__Problem statement__: When the word "EventReceivers" shows up in a line of the records below, copy that line.

__Data for the task__:
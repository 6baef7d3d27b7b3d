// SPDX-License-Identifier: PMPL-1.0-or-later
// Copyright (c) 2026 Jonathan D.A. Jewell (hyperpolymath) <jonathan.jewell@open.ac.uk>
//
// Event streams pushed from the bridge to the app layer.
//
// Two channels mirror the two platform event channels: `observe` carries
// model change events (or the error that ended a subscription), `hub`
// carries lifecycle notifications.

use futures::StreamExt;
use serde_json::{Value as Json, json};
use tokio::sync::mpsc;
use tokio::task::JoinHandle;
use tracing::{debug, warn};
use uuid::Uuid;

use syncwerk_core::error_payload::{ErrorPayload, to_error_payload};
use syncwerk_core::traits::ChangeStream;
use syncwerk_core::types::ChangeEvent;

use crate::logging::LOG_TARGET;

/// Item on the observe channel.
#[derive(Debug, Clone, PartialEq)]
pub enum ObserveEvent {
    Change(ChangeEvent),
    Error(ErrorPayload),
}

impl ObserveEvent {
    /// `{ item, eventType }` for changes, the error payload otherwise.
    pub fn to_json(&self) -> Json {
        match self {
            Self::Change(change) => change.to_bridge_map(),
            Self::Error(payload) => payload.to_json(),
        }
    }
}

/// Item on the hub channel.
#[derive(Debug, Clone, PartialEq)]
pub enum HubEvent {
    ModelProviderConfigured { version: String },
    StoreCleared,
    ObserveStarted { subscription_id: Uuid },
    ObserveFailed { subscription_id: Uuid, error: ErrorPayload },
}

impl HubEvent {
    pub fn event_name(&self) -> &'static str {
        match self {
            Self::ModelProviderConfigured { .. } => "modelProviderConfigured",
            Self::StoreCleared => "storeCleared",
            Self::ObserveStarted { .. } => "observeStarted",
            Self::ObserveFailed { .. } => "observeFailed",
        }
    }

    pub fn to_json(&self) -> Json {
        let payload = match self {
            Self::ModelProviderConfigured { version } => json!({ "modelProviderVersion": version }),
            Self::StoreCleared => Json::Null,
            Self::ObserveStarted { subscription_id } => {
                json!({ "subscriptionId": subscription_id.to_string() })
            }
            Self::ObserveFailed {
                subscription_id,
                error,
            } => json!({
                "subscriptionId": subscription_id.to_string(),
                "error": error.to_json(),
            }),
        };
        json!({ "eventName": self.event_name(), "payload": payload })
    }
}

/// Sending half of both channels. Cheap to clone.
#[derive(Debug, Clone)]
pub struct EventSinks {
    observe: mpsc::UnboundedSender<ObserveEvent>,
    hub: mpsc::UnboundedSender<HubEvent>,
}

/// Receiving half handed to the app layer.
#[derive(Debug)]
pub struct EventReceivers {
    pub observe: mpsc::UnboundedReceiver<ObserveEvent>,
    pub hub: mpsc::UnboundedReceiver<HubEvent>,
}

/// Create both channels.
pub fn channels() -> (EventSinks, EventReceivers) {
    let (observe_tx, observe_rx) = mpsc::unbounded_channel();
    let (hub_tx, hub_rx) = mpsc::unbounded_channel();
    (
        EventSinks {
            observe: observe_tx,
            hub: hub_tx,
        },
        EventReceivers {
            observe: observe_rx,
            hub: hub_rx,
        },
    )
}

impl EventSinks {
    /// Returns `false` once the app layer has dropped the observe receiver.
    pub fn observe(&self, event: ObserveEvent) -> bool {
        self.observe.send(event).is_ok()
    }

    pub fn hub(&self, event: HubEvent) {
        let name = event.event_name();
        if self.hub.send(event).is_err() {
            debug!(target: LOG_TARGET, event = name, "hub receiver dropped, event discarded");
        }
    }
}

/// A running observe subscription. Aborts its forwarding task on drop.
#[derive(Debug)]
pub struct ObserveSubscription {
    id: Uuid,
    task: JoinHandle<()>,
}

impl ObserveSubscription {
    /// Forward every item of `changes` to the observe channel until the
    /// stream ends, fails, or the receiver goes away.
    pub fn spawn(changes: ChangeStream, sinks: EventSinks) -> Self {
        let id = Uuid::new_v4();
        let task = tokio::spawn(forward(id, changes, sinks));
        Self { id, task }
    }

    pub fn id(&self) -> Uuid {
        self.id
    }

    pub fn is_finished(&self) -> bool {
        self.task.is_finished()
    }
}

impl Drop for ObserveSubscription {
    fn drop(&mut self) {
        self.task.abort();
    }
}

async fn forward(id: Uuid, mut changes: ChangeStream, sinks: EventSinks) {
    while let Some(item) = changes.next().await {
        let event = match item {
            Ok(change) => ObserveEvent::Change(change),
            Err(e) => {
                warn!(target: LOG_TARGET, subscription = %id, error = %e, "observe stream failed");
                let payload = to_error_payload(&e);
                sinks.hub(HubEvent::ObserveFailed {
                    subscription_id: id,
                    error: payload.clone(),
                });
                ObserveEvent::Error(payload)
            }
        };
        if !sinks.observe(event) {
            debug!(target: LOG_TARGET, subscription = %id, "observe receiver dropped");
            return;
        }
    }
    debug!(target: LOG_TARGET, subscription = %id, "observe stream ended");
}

---

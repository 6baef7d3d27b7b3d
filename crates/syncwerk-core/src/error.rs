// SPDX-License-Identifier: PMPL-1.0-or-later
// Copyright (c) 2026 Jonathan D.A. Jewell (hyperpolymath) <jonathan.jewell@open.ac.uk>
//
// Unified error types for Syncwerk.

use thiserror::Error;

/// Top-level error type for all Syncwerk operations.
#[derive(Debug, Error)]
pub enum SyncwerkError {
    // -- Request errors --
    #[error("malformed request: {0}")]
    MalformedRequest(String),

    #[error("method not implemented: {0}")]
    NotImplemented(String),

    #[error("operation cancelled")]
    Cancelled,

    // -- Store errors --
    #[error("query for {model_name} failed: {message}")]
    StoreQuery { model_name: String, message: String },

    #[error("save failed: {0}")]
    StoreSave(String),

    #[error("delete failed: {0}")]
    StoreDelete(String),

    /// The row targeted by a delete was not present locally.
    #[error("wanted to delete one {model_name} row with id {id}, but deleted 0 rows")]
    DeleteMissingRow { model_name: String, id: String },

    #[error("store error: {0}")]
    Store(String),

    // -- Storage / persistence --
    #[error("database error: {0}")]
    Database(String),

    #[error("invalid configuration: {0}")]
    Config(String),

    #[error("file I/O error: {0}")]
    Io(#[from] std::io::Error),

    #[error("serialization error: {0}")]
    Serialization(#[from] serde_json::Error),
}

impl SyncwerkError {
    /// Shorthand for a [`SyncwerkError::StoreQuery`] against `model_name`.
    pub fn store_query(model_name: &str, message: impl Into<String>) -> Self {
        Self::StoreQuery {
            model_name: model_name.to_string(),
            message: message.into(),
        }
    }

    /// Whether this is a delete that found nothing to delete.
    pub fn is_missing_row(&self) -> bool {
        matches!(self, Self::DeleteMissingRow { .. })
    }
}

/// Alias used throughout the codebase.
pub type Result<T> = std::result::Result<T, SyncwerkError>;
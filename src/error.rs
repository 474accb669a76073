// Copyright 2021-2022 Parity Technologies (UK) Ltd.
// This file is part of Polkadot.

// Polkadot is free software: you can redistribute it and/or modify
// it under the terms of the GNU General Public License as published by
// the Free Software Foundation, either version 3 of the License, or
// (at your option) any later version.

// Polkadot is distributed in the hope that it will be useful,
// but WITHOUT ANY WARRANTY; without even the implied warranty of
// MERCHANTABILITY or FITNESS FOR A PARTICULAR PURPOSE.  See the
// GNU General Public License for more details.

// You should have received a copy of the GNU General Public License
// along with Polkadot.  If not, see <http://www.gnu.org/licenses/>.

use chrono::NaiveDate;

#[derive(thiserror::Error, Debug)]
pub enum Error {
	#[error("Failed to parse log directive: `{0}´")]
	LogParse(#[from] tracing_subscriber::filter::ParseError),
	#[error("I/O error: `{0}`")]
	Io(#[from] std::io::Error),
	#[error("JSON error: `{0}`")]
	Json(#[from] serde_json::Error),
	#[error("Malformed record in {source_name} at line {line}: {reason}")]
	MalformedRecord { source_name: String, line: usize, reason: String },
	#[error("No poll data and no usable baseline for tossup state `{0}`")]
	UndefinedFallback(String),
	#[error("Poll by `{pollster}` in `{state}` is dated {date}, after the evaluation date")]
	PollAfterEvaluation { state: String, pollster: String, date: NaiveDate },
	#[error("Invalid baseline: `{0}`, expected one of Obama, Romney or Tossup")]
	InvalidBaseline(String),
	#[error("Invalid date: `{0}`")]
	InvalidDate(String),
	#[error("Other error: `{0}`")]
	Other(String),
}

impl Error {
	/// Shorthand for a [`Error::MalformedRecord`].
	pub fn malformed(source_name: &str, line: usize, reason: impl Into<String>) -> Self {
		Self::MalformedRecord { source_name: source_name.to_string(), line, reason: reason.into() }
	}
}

__Solution for this task__:
pub struct EventReceivers {
pub fn channels() -> (EventSinks, EventReceivers) {
        EventReceivers {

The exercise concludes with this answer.